SIC suspende próximo episódio de SuperNanny

SIC suspende próximo episódio de SuperNanny

A SIC suspendeu o terceiro episódio do programa SuperNanny na sequência de uma decisão judicial.

"A SIC confirma a receção de uma decisão do Tribunal Judicial da Comarca de Lisboa Oeste, que inviabiliza a exibição do terceiro episódio do programa SuperNanny", explica a empresa em comunicado, adiantando que acata a decisão, mas que a lamenta.

A empresa refere ainda que "as restrições impostas equivalem, na prática, a alterações substanciais do formato original, tal como foi transmitido em mais de vinte países".

A decisão, avançada esta sexta-feira à tarde pelo jornal "Expresso", surge na sequência da decisão do Tribunal Cível de Oeiras de ordenar a utilização de filtros de imagem e som nas crianças e pais que participam no programa.
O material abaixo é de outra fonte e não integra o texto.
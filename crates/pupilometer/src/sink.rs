use std::fs;
use std::path::{Path, PathBuf};

use ab_glyph::{FontVec, PxScale};
use image::{DynamicImage, GrayImage, Rgb, RgbImage};
use imageproc::drawing::{draw_hollow_circle_mut, draw_text_mut};
use pupilometer_locate::PupilEstimate;

use crate::RunError;

const CIRCLE_COLOR: Rgb<u8> = Rgb([0, 255, 255]);
const LABEL_ORIGIN: (i32, i32) = (10, 10);

/// `<base>_<index:03>.<ext>`
pub fn output_name(base: &str, index: usize, ext: &str) -> String {
    format!("{base}_{index:03}.{ext}")
}

/// Font used to print `radius: <r>` on annotated frames.
pub struct RadiusLabel {
    font: FontVec,
    scale: PxScale,
}

impl std::fmt::Debug for RadiusLabel {
    fn fmt(&self, f: &mut std::fmt::Formatter<'_>) -> std::fmt::Result {
        f.debug_struct("RadiusLabel")
            .field("scale", &self.scale.y)
            .finish_non_exhaustive()
    }
}

impl RadiusLabel {
    /// Load a TrueType/OpenType font file; `height` is the glyph height in pixels.
    pub fn load(path: &Path, height: f32) -> Result<Self, RunError> {
        let bytes = fs::read(path).map_err(|e| RunError::io(path, e))?;
        let font = FontVec::try_from_vec(bytes).map_err(|source| RunError::Font {
            path: path.to_path_buf(),
            source,
        })?;
        Ok(Self {
            font,
            scale: PxScale::from(height),
        })
    }

    fn draw(&self, image: &mut RgbImage, radius: u32) {
        let text = format!("radius: {radius}");
        let (x, y) = LABEL_ORIGIN;
        draw_text_mut(image, CIRCLE_COLOR, x, y, self.scale, &self.font, &text);
    }
}

/// Draw the estimated pupil circle over the frame, and the radius text when
/// a label font is given.
///
/// Without a detection no circle is drawn; the label then reads `radius: 0`.
pub fn annotate(
    frame: &GrayImage,
    estimate: &PupilEstimate,
    thickness: u32,
    label: Option<&RadiusLabel>,
) -> RgbImage {
    let mut out = DynamicImage::ImageLuma8(frame.clone()).to_rgb8();
    if let Some(label) = label {
        label.draw(&mut out, estimate.radius);
    }
    let Some(c) = estimate.center else {
        return out;
    };
    if estimate.radius == 0 {
        return out;
    }
    let r = estimate.radius as i32;
    let half = (thickness.max(1) / 2) as i32;
    for dr in -half..=half {
        let rr = r + dr;
        if rr > 0 {
            draw_hollow_circle_mut(&mut out, (c.x, c.y), rr, CIRCLE_COLOR);
        }
    }
    out
}

fn ensure_dir(dir: &Path) -> Result<(), RunError> {
    fs::create_dir_all(dir).map_err(|e| RunError::io(dir, e))
}

/// Writes annotated (or mosaic) RGB frames as `<dir>/<base>_<index:03>.png`.
#[derive(Clone, Debug)]
pub struct AnnotatedFrameWriter {
    pub dir: PathBuf,
    pub base: String,
}

impl AnnotatedFrameWriter {
    pub fn new(dir: impl Into<PathBuf>, base: impl Into<String>) -> Self {
        Self {
            dir: dir.into(),
            base: base.into(),
        }
    }

    pub fn write(&self, index: usize, image: &RgbImage) -> Result<PathBuf, RunError> {
        ensure_dir(&self.dir)?;
        let path = self.dir.join(output_name(&self.base, index, "png"));
        image.save(&path).map_err(|e| RunError::image(&path, e))?;
        Ok(path)
    }
}

/// Writes binary masks as `<dir>/<base>_<index:03>.png`.
#[derive(Clone, Debug)]
pub struct MaskWriter {
    pub dir: PathBuf,
    pub base: String,
}

impl MaskWriter {
    pub fn new(dir: impl Into<PathBuf>, base: impl Into<String>) -> Self {
        Self {
            dir: dir.into(),
            base: base.into(),
        }
    }

    pub fn write(&self, index: usize, mask: &GrayImage) -> Result<PathBuf, RunError> {
        ensure_dir(&self.dir)?;
        let path = self.dir.join(output_name(&self.base, index, "png"));
        mask.save(&path).map_err(|e| RunError::image(&path, e))?;
        Ok(path)
    }
}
Só sob essa condição é que a terceira emissão de SuperNanny poderia ir para o ar, sendo que, em caso de incumprimento, a SIC teria de pagar 15 mil euros por cada dia de atraso.
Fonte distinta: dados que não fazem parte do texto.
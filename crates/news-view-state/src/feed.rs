//! Pumps adapter streams into slots on the runtime.

use std::sync::Arc;

use news_model::Resource;
use news_sync::ResourceStream;
use tokio::runtime::Handle;
use tracing::debug;

use crate::slot::{Slot, SlotState};

/// Aggregator that owns slots and a shared error message.
pub(crate) trait Owner: Send + Sync + 'static {
    fn runtime(&self) -> &Handle;

    /// Surfaces an operation failure to the user.
    fn report(&self, message: String);
}

#[derive(Debug, Clone, Copy, PartialEq, Eq)]
pub(crate) enum Mode {
    /// Keeps emitting until superseded; aborted when replaced.
    Subscription,
    /// Runs to completion; a superseded result is dropped.
    OneShot,
}

#[derive(Debug, Clone, Copy, PartialEq, Eq)]
pub(crate) enum OnError {
    /// Slot shows the error and the owner reports it.
    Surface,
    /// Slot shows the empty value instead; nothing is reported.
    Collapse,
}

/// Starts a new operation on the slot picked by `select` and feeds it from
/// `states`. `on_success` runs after each `Success` lands in the slot.
pub(crate) fn drive<O, T, F>(
    owner: &Arc<O>,
    select: fn(&O) -> &Slot<T>,
    mut states: ResourceStream<T>,
    mode: Mode,
    on_error: OnError,
    mut on_success: F,
) where
    O: Owner,
    T: Clone + Default + Send + Sync + 'static,
    F: FnMut(&Arc<O>, T) + Send + 'static,
{
    let generation = select(owner).begin();
    let weak = Arc::downgrade(owner);

    let task = owner.runtime().spawn(async move {
        while let Some(state) = states.recv().await {
            if state.is_loading() {
                continue;
            }
            let Some(owner) = weak.upgrade() else {
                break;
            };
            let state = match (state, on_error) {
                (Resource::Error(message), OnError::Collapse) => {
                    debug!(%message, "hiding failure");
                    Resource::Success(T::default())
                }
                (state, _) => state,
            };
            if !select(&owner).publish(generation, SlotState::from(state.clone())) {
                debug!(generation, "dropping superseded result");
                break;
            }
            match state {
                Resource::Success(data) => on_success(&owner, data),
                Resource::Error(message) => owner.report(message),
                Resource::Loading => {}
            }
        }
    });

    if mode == Mode::Subscription {
        select(owner).attach(generation, task.abort_handle());
    }
}

/// `on_success` for operations with no follow-up.
pub(crate) fn ignore<O, T>(_: &Arc<O>, _: T) {}
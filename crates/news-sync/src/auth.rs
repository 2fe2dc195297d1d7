//! Session and profile adapters.

use std::sync::Arc;

use auth_engine::{AuthError, AuthProvider, AuthUser, SessionContext};
use chrono::Utc;
use doc_store::{DocumentStore, StoreError};
use futures_util::stream::{self, StreamExt};
use news_model::schema::{self, fields};
use news_model::{Resource, User};
use serde_json::Value;
use thiserror::Error;
use tracing::{debug, info, warn};

use crate::codec::{decode, encode, failure};
use crate::ResourceStream;

/// Signs users in and out and keeps their `users` profile documents.
#[derive(Clone)]
pub struct AuthRepository {
    auth: Arc<dyn AuthProvider>,
    store: Arc<dyn DocumentStore>,
}

impl AuthRepository {
    pub fn new(auth: Arc<dyn AuthProvider>, store: Arc<dyn DocumentStore>) -> Self {
        Self { auth, store }
    }

    pub fn session(&self) -> SessionContext {
        SessionContext::new(self.auth.clone())
    }

    /// Signs in and returns the profile. An account with no profile
    /// document gets a fresh one written before success is reported; an
    /// existing document that does not decode is an error and is left as is.
    pub fn sign_in(&self, email: &str, password: &str) -> ResourceStream<User> {
        let auth = self.auth.clone();
        let store = self.store.clone();
        let email = email.trim().to_string();
        let password = password.to_string();
        ResourceStream::once(async move {
            let account = match auth.sign_in(&email, &password).await {
                Ok(account) => account,
                Err(e) => return sign_in_failure(e),
            };
            match load_or_bootstrap(store.as_ref(), &account).await {
                Ok(user) => {
                    info!(user_id = %user.id, "signed in");
                    Resource::Success(user)
                }
                Err(e) => failure(e, "An unknown error occurred"),
            }
        })
    }

    /// Creates the account and always writes its profile document.
    pub fn register(&self, email: &str, password: &str, display_name: &str) -> ResourceStream<User> {
        let auth = self.auth.clone();
        let store = self.store.clone();
        let email = email.trim().to_string();
        let password = password.to_string();
        let display_name = display_name.trim().to_string();
        ResourceStream::once(async move {
            let account = match auth.register(&email, &password, &display_name).await {
                Ok(account) => account,
                Err(e) => return registration_failure(e),
            };
            let user = User::bootstrap(
                account.user_id.clone(),
                &account.email,
                Some(display_name.as_str()),
                Utc::now().timestamp_millis(),
            );
            match write_profile(store.as_ref(), &user).await {
                Ok(()) => {
                    info!(user_id = %user.id, "registered");
                    Resource::Success(user)
                }
                Err(e) => failure(e, "An unknown error occurred during registration"),
            }
        })
    }

    pub fn sign_out(&self) -> ResourceStream<()> {
        let auth = self.auth.clone();
        ResourceStream::once(async move {
            match auth.sign_out().await {
                Ok(()) => Resource::Success(()),
                Err(e) => failure(auth_message(e), "An unknown error occurred"),
            }
        })
    }

    /// Profile of the signed-in user, re-emitted on every session change.
    ///
    /// `Success(None)` while signed out. A signed-in account without a
    /// profile document yields a default profile that is not written back.
    pub fn current_user(&self) -> ResourceStream<Option<User>> {
        let store = self.store.clone();
        let sessions = stream::unfold(
            (self.auth.watch_session(), true),
            |(mut receiver, first)| async move {
                if !first && receiver.changed().await.is_err() {
                    return None;
                }
                let session = receiver.borrow_and_update().clone();
                Some((session, (receiver, false)))
            },
        );
        ResourceStream::from_states(sessions.then(move |session| {
            let store = store.clone();
            async move {
                let Some(account) = session else {
                    return Resource::Success(None);
                };
                match store.get(schema::USERS, account.user_id.as_str()).await {
                    Ok(Some(document)) => match decode::<User>(&document) {
                        Ok(user) => Resource::Success(Some(user)),
                        Err(e) => failure(e, "Error fetching user data"),
                    },
                    Ok(None) => {
                        debug!(user_id = %account.user_id, "no profile document, using defaults");
                        Resource::Success(Some(default_profile(&account)))
                    }
                    Err(e) => failure(e, "Error fetching user data"),
                }
            }
        }))
    }

    /// Whether the signed-in user's profile carries `admin: true`.
    pub fn is_current_user_admin(&self) -> ResourceStream<bool> {
        let Some(account) = self.auth.current_user() else {
            return ResourceStream::ready(Resource::Success(false));
        };
        let store = self.store.clone();
        ResourceStream::once(async move {
            match store.get(schema::USERS, account.user_id.as_str()).await {
                Ok(Some(document)) => Resource::Success(
                    document
                        .get(fields::ADMIN)
                        .and_then(Value::as_bool)
                        .unwrap_or(false),
                ),
                Ok(None) => Resource::Success(false),
                Err(e) => failure(e, "Error checking admin status"),
            }
        })
    }
}

fn default_profile(account: &AuthUser) -> User {
    User::bootstrap(
        account.user_id.clone(),
        &account.email,
        account.display_name.as_deref(),
        Utc::now().timestamp_millis(),
    )
}

/// Failure while persisting a profile document.
#[derive(Debug, Error)]
enum ProfileError {
    #[error(transparent)]
    Store(#[from] StoreError),

    #[error(transparent)]
    Encode(#[from] serde_json::Error),

    #[error("User document exists but couldn't be converted")]
    Malformed(#[source] serde_json::Error),
}

async fn load_or_bootstrap(
    store: &dyn DocumentStore,
    account: &AuthUser,
) -> Result<User, ProfileError> {
    if let Some(document) = store.get(schema::USERS, account.user_id.as_str()).await? {
        return decode::<User>(&document).map_err(|e| {
            warn!(user_id = %account.user_id, error = %e, "profile does not decode");
            ProfileError::Malformed(e)
        });
    }
    let user = default_profile(account);
    write_profile(store, &user).await?;
    Ok(user)
}

async fn write_profile(store: &dyn DocumentStore, user: &User) -> Result<(), ProfileError> {
    let record = encode(user)?;
    store
        .set(schema::USERS, user.id.as_str(), record.into())
        .await?;
    Ok(())
}

fn auth_message(error: AuthError) -> String {
    match error {
        AuthError::Backend(message) => message,
        other => other.to_string(),
    }
}

fn sign_in_failure<T>(error: AuthError) -> Resource<T> {
    debug!(error = %error, "sign-in rejected");
    match error {
        AuthError::UserNotFound(_) => Resource::error("User not found. Please check your email."),
        AuthError::InvalidCredentials | AuthError::InvalidEmail(_) => {
            Resource::error("Invalid password. Please try again.")
        }
        other => failure(auth_message(other), "An unknown error occurred"),
    }
}

fn registration_failure<T>(error: AuthError) -> Resource<T> {
    debug!(error = %error, "registration rejected");
    match error {
        AuthError::WeakPassword(_) => {
            Resource::error("Password is too weak. Please use at least 6 characters.")
        }
        AuthError::EmailAlreadyInUse(_) => {
            Resource::error("An account with this email already exists.")
        }
        AuthError::InvalidEmail(_) => {
            Resource::error("Invalid email format. Please check your email.")
        }
        other => failure(
            auth_message(other),
            "An unknown error occurred during registration",
        ),
    }
}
Acontece que, segundo disse ao "Expresso" fonte da estação de Carnaxide, filtrar imagem e som inviabiliza tecnicamente a transmissão do programa.

A ordem judicial foi conhecida horas depois de o Ministério Público ter pedido que o próximo episódio de SuperNanny não fosse emitido ou que ocultasse a identidade das crianças.

Em comunicado, a SIC adianta que irá juridicamente demonstrar a validade dos seus argumentos sobre a importância do programa, assim como "a defesa daquilo que acredita ser a liberdade de programação das estações de televisão".

A estação de televisão de Carnaxide pede desculpa "aos telespetadores que acompanharam o SuperNanny e que reconhecem a sua importância enquanto formato pedagógico e educativo".

"O programa, que é exibido em países como o Reino Unido ou a Suécia, em canais como a Channel 4 ou a TF1, teve sempre o objetivo de auxiliar pais e educadores a melhorarem a relação com os seus filhos, ajudando a estabelecer regras e limites, criando assim uma dinâmica familiar mais saudável", explica.

A empresa defende que o programa "tem o mérito de estimular em Portugal um amplo debate público sobre as questões da parentalidade" e que esta discussão é cada vez mais atual, numa altura em que as fotografias e vídeos, incluindo de crianças e jovens, são partilhadas à velocidade de um "post" numa rede social.